The increasing popularity of virtualisation technologies within the enterprise has raised questions about how secure these environments are, according to a panel of expects speaking at a roundtable, hosted by security firm Check Point.
Nick Lowe, Check Point regional director, Northern Europe said that the cost-effective nature of cloud computing will encourage more companies to move their operations there, but this means attackers will almost certainly follow.
“Cloud computing and virtualisation technology will affect how we look at security,” he said. “If you introduce a new technology, the addressable attack vectors will increase. We will see attacks that are directed at virtual environments, that’s just a matter of time. The added complexity of virtualised environments is a risk.”

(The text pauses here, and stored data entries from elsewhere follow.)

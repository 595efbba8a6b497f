//! Check command - runs the pre-commit hook drill.

mod output;

use anyhow::Context as _;
use firedrill_core::prelude::*;

use crate::ui::{colors, exit, print_command_header};
use crate::{CheckArgs, OutputFormat};

/// Executes the `firedrill check` command.
///
/// Exits with code 1 when the drill completes but the hook did not block
/// the commit for the right reason. Setup problems propagate as errors and
/// exit with code 2.
pub fn run(args: &CheckArgs) -> super::Result {
    let config = super::load_config(args.config.as_deref(), args.tool.as_deref(), args.timeout)?;

    #[cfg(feature = "tracing")]
    tracing::debug!(tool = %config.tool, timeout_secs = config.timeout_secs, "drill configured");

    let show_header = should_show_header(args);

    if show_header {
        print_command_header("check");
    }

    if show_header && args.verbose > 0 {
        print_verbose_context(&config);
    }

    let harness = Harness::new(&config).keep_temp(args.keep_temp);
    let report = harness.run().context("drill setup failed")?;

    output::write_report(args, &report)?;

    if !report.verdict.passed() {
        std::process::exit(exit::FAILED);
    }

    Ok(())
}

const fn should_show_header(args: &CheckArgs) -> bool {
    args.output.is_none() && matches!(args.format, OutputFormat::Text)
}

fn print_verbose_context(config: &Config) {
    let rows = [
        ("tool", config.tool.clone()),
        ("timeout", format!("{}s", config.timeout_secs)),
        ("seed file", config.seed_filename.clone()),
        ("marker", config.marker.clone()),
    ];

    for (label, value) in rows {
        println!(
            "  {}  {}",
            colors::muted().apply_to(format!("{label:<9}")),
            colors::secondary().apply_to(value)
        );
    }
    println!();
}
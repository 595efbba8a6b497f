//! Convenience re-exports of the most commonly used types.

pub use crate::config::{Config, ConfigError};
pub use crate::error::{ExecError, SetupError};
pub use crate::exec::{CommandResult, Runner};
pub use crate::harness::{DrillReport, Harness, Verdict};
pub use crate::repo::TempRepo;
//! # Commands
//!
//! - `firedrill check` - Run the pre-commit hook drill
//! - `firedrill scan` - Run the scanning tool directly against a path
//! - `firedrill completions` - Generate shell completion scripts

mod commands;
mod ui;

use std::path::PathBuf;

use clap::{CommandFactory, FromArgMatches, Parser, Subcommand};
use clap_complete::Shell;
use console::style;
pub use firedrill_core::CONFIG_FILENAME;

use crate::ui::colors;

const REPO_URL: &str = "https://github.com/spikermint/firedrill";

#[derive(Debug, Parser)]
#[command(
    name = "firedrill",
    version,
    styles = ui::clap_styles(),
    arg_required_else_help = true,
)]
struct Cli {
    #[command(subcommand)]
    command: Command,
}

#[derive(Debug, Subcommand)]
enum Command {
    #[command(visible_alias = "c")]
    Check(CheckArgs),

    #[command(visible_alias = "s")]
    Scan(ScanArgs),

    Completions(CompletionsArgs),
}

/// Output format for drill reports.
#[derive(Debug, Clone, Copy, Default, PartialEq, Eq, clap::ValueEnum)]
pub enum OutputFormat {
    /// Human-readable terminal output.
    #[default]
    Text,
    /// Machine-readable JSON.
    Json,
}

/// Arguments for the `firedrill check` command.
#[derive(Debug, Parser)]
pub struct CheckArgs {
    /// Output format.
    #[arg(short, long, value_enum, default_value_t)]
    pub format: OutputFormat,

    /// Write the report to a file instead of stdout.
    #[arg(short, long)]
    pub output: Option<PathBuf>,

    /// Path to `.firedrill.toml` configuration file.
    #[arg(short, long)]
    pub config: Option<PathBuf>,

    /// Scanning tool binary the hook is expected to invoke.
    #[arg(long, value_name = "NAME")]
    pub tool: Option<String>,

    /// Hard timeout for each subprocess, in seconds.
    #[arg(long, value_name = "SECS")]
    pub timeout: Option<u64>,

    /// Keep the temporary repository for inspection instead of deleting it.
    #[arg(long)]
    pub keep_temp: bool,

    /// Increase output verbosity (repeat for more detail).
    #[arg(short, long, action = clap::ArgAction::Count)]
    pub verbose: u8,
}

/// Arguments for the `firedrill scan` command.
#[derive(Debug, Parser)]
pub struct ScanArgs {
    /// Path for the scanning tool to inspect.
    #[arg(default_value = ".")]
    pub path: PathBuf,

    /// Scanning tool binary to invoke.
    #[arg(long, value_name = "NAME")]
    pub tool: Option<String>,

    /// Path to `.firedrill.toml` configuration file.
    #[arg(short, long)]
    pub config: Option<PathBuf>,

    /// Hard timeout for the scan, in seconds.
    #[arg(long, value_name = "SECS")]
    pub timeout: Option<u64>,
}

/// Arguments for the `firedrill completions` command.
#[derive(Debug, Parser)]
pub struct CompletionsArgs {
    /// Shell to generate completions for.
    #[arg(value_enum)]
    pub shell: Shell,
}

fn main() {
    #[cfg(feature = "tracing")]
    {
        use tracing_subscriber::{EnvFilter, fmt, prelude::*};

        tracing_subscriber::registry()
            .with(fmt::layer().with_target(false).without_time())
            .with(EnvFilter::from_default_env())
            .init();
    }

    let cli = parse_cli();

    if let Err(e) = run(cli.command) {
        ui::print_error(&format!("{e:#}"));
        std::process::exit(ui::exit::ERROR);
    }
}

fn parse_cli() -> Cli {
    let cmd = Cli::command().about(build_about()).after_help(build_after_help());

    let matches = cmd.get_matches();

    #[expect(clippy::expect_used, reason = "clap already validated args; this cannot fail")]
    Cli::from_arg_matches(&matches).expect("failed to parse arguments")
}

fn run(command: Command) -> anyhow::Result<()> {
    match command {
        Command::Check(args) => commands::check::run(&args),
        Command::Scan(args) => commands::scan::run(&args),
        Command::Completions(args) => {
            commands::completions::run(args.shell);
            Ok(())
        }
    }
}

fn build_about() -> String {
    format!(
        r"
  {} is a fire drill for your secret-scanning pre-commit hook.

  Creates a throwaway git repository, stages a fabricated AWS key, and
  verifies the hook rejects the commit for the right reason.",
        colors::accent().apply_to("firedrill").bold()
    )
}

fn build_after_help() -> String {
    format!(
        r"
  {}
    firedrill check                Run the drill with defaults
    firedrill check --format json  Emit the report as JSON
    firedrill check --keep-temp    Keep the temp repository for inspection
    firedrill scan src/            Run the scanning tool against a path

  Learn more: {}",
        style("Examples:").bold(),
        colors::accent().apply_to(REPO_URL).underlined()
    )
}
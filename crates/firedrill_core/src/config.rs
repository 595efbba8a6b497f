use std::path::{Path, PathBuf};

use serde::{Deserialize, Serialize};

/// Default scanning tool the drill validates.
pub const DEFAULT_TOOL: &str = "git-secrets";
/// Default hard timeout applied to every subprocess, in seconds.
pub const DEFAULT_TIMEOUT_SECS: u64 = 30;
/// Default name of the seeded file inside the temporary repository.
pub const DEFAULT_SEED_FILENAME: &str = "drill.txt";
/// Default message for the intercepted commit attempt.
pub const DEFAULT_COMMIT_MESSAGE: &str = "test pre-commit hook";

/// Drill settings loaded from `.firedrill.toml`.
///
/// Every field has a working default; both the file and any individual key
/// are optional. CLI flags override file values.
#[derive(Debug, Clone, Serialize, Deserialize)]
#[serde(default)]
pub struct Config {
    /// Name of the scanning tool binary expected on `PATH`.
    pub tool: String,

    /// Hard timeout applied to every subprocess, in seconds.
    pub timeout_secs: u64,

    /// Name of the seeded file inside the temporary repository.
    pub seed_filename: String,

    /// Message used for the intercepted commit attempt.
    pub commit_message: String,

    /// Diagnostic substring that proves the scanning hook rejected the
    /// commit. Overridable because the tool's message format is not a
    /// stable contract.
    pub marker: String,
}

impl Default for Config {
    fn default() -> Self {
        Self {
            tool: DEFAULT_TOOL.to_string(),
            timeout_secs: DEFAULT_TIMEOUT_SECS,
            seed_filename: DEFAULT_SEED_FILENAME.to_string(),
            commit_message: DEFAULT_COMMIT_MESSAGE.to_string(),
            marker: crate::PROHIBITED_MARKER.to_string(),
        }
    }
}

impl Config {
    /// Creates a default configuration with no overrides.
    #[must_use]
    pub fn new() -> Self {
        Self::default()
    }

    /// Loads configuration from a `.firedrill.toml` file.
    ///
    /// Returns the default configuration if the file does not exist.
    pub fn load(path: &Path) -> Result<Self, ConfigError> {
        if !path.exists() {
            return Ok(Self::new());
        }

        let content = read_file(path)?;
        parse_toml(path, &content)
    }

    /// Parses configuration from a TOML string.
    pub fn from_toml(content: &str) -> Result<Self, ConfigError> {
        toml::from_str(content).map_err(|source| ConfigError::Parse {
            path: PathBuf::from("<inline>"),
            source,
        })
    }
}

fn read_file(path: &Path) -> Result<String, ConfigError> {
    std::fs::read_to_string(path).map_err(|source| ConfigError::Read {
        path: path.to_path_buf(),
        source,
    })
}

fn parse_toml(path: &Path, content: &str) -> Result<Config, ConfigError> {
    toml::from_str(content).map_err(|source| ConfigError::Parse {
        path: path.to_path_buf(),
        source,
    })
}

/// Errors that can occur when reading or parsing a `.firedrill.toml`
/// configuration file.
#[derive(Debug, thiserror::Error)]
pub enum ConfigError {
    /// The config file could not be read from disk.
    #[error("failed to read config '{path}': {source}")]
    Read {
        /// Path to the config file that could not be read.
        path: PathBuf,
        /// The underlying I/O error.
        #[source]
        source: std::io::Error,
    },

    /// The config file contained invalid TOML or unexpected values.
    #[error("failed to parse config '{path}': {source}")]
    Parse {
        /// Path to the config file that could not be parsed.
        path: PathBuf,
        /// The underlying TOML deserialization error.
        #[source]
        source: toml::de::Error,
    },
}
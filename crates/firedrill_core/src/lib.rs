//! Core drill engine for firedrill.
//!
//! Validates that a secret-scanning tool wired into git's pre-commit hook
//! path actually blocks commits containing prohibited patterns. The crate
//! creates a throwaway git repository, stages a fabricated AWS credential,
//! attempts a real `git commit`, and judges the outcome.
//!
//! # Main Types
//!
//! - [`Harness`] - Runs the drill end to end and produces a report
//! - [`TempRepo`] - Throwaway git repository with guaranteed teardown
//! - [`Runner`] - Subprocess execution with a hard timeout
//! - [`Config`] - User configuration loaded from `.firedrill.toml`
//!
//! # Error Handling
//!
//! This crate uses [`thiserror`] for structured, typed errors that callers
//! can match on:
//!
//! - [`SetupError`] - Environment and setup failures (misconfiguration)
//! - [`ExecError`] - Subprocess spawn, wait, and timeout failures
//! - [`ConfigError`] - Configuration loading/parsing failures
//!
//! A failed drill is not an error: [`Harness::run`] returns a report whose
//! [`Verdict`] records whether the hook blocked the commit. The CLI crate
//! (`firedrill_cli`) uses `anyhow` for error propagation.

/// Drill configuration loaded from `.firedrill.toml`.
pub mod config;
/// Error types separating environment failures from drill failures.
pub mod error;
/// Bounded subprocess execution.
pub mod exec;
/// The drill driver and its report types.
pub mod harness;
/// Fabricated AWS-style key material.
pub mod keygen;
/// Environment preflight checks.
pub mod preflight;
/// Common re-exports for internal use.
pub mod prelude;
/// Temporary git repository lifecycle.
pub mod repo;

pub use config::{Config, ConfigError};
pub use error::{ExecError, SetupError};
pub use exec::{CommandResult, Runner};
pub use harness::{DrillReport, Harness, Verdict};
pub use repo::TempRepo;

/// Default filename for firedrill configuration.
pub const CONFIG_FILENAME: &str = ".firedrill.toml";

/// Diagnostic substring git-secrets emits when it matches a prohibited
/// pattern. The drill treats its presence in the commit output, together
/// with a non-zero exit, as proof the scanning hook fired.
pub const PROHIBITED_MARKER: &str = "[ERROR] Matched one or more prohibited patterns";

Virtualised environments are essentially a single entity, which increases the possibility of an attack, Lowe added. “You are bringing application services into a single entity and in doing that there is a risk that you are going to deny yourself access points where you’d traditionally secure an infrastructure. We have to look at new ways of getting in between applications when they exist on a single entity,” he said.
Simon Perry, principal analyst with Quocirca, agreed that the shift to virtualised environments had changed the security landscape. Perry identified a ‘choke point’ in the hypervisor at the centre of the virtual infrastructure as being a big security risk. “That’s the jackpot,” he said, “because if I can get to the physical machine then I can gain access to any number of virtual machines. Will we see attacks targeted at this choke point? Yes. Will some of those attacks be successful against the hypervisor? Yes.”
Flaws in the hypervisor will make it an attractive target for cyber criminals, Perry added, but the level of complexity and amount of code within it mean that it is quite difficult to attack. “The level of skill required to successfully create an attack vector that targets the hypervisor is higher than require to get into an application or network,” he said. The operating system that they hypervisor runs on and the system admin are the two main areas that will be targeted, Perry added.
The key to improving security for virtualised environments is adopting enterprise-wide best practice, rather than limiting it to the virtual environments, according to Perry. “I don’t think we should have a best practice for virtualisation, I think we ought to have one across the enterprise,” he said. “Virtualisation was not invented to make you more secure – it was invented for cost and efficiency gains – and we now seem to be chasing the security side.”
The best practice, Perry added, is to plan the security before investing in a new technology.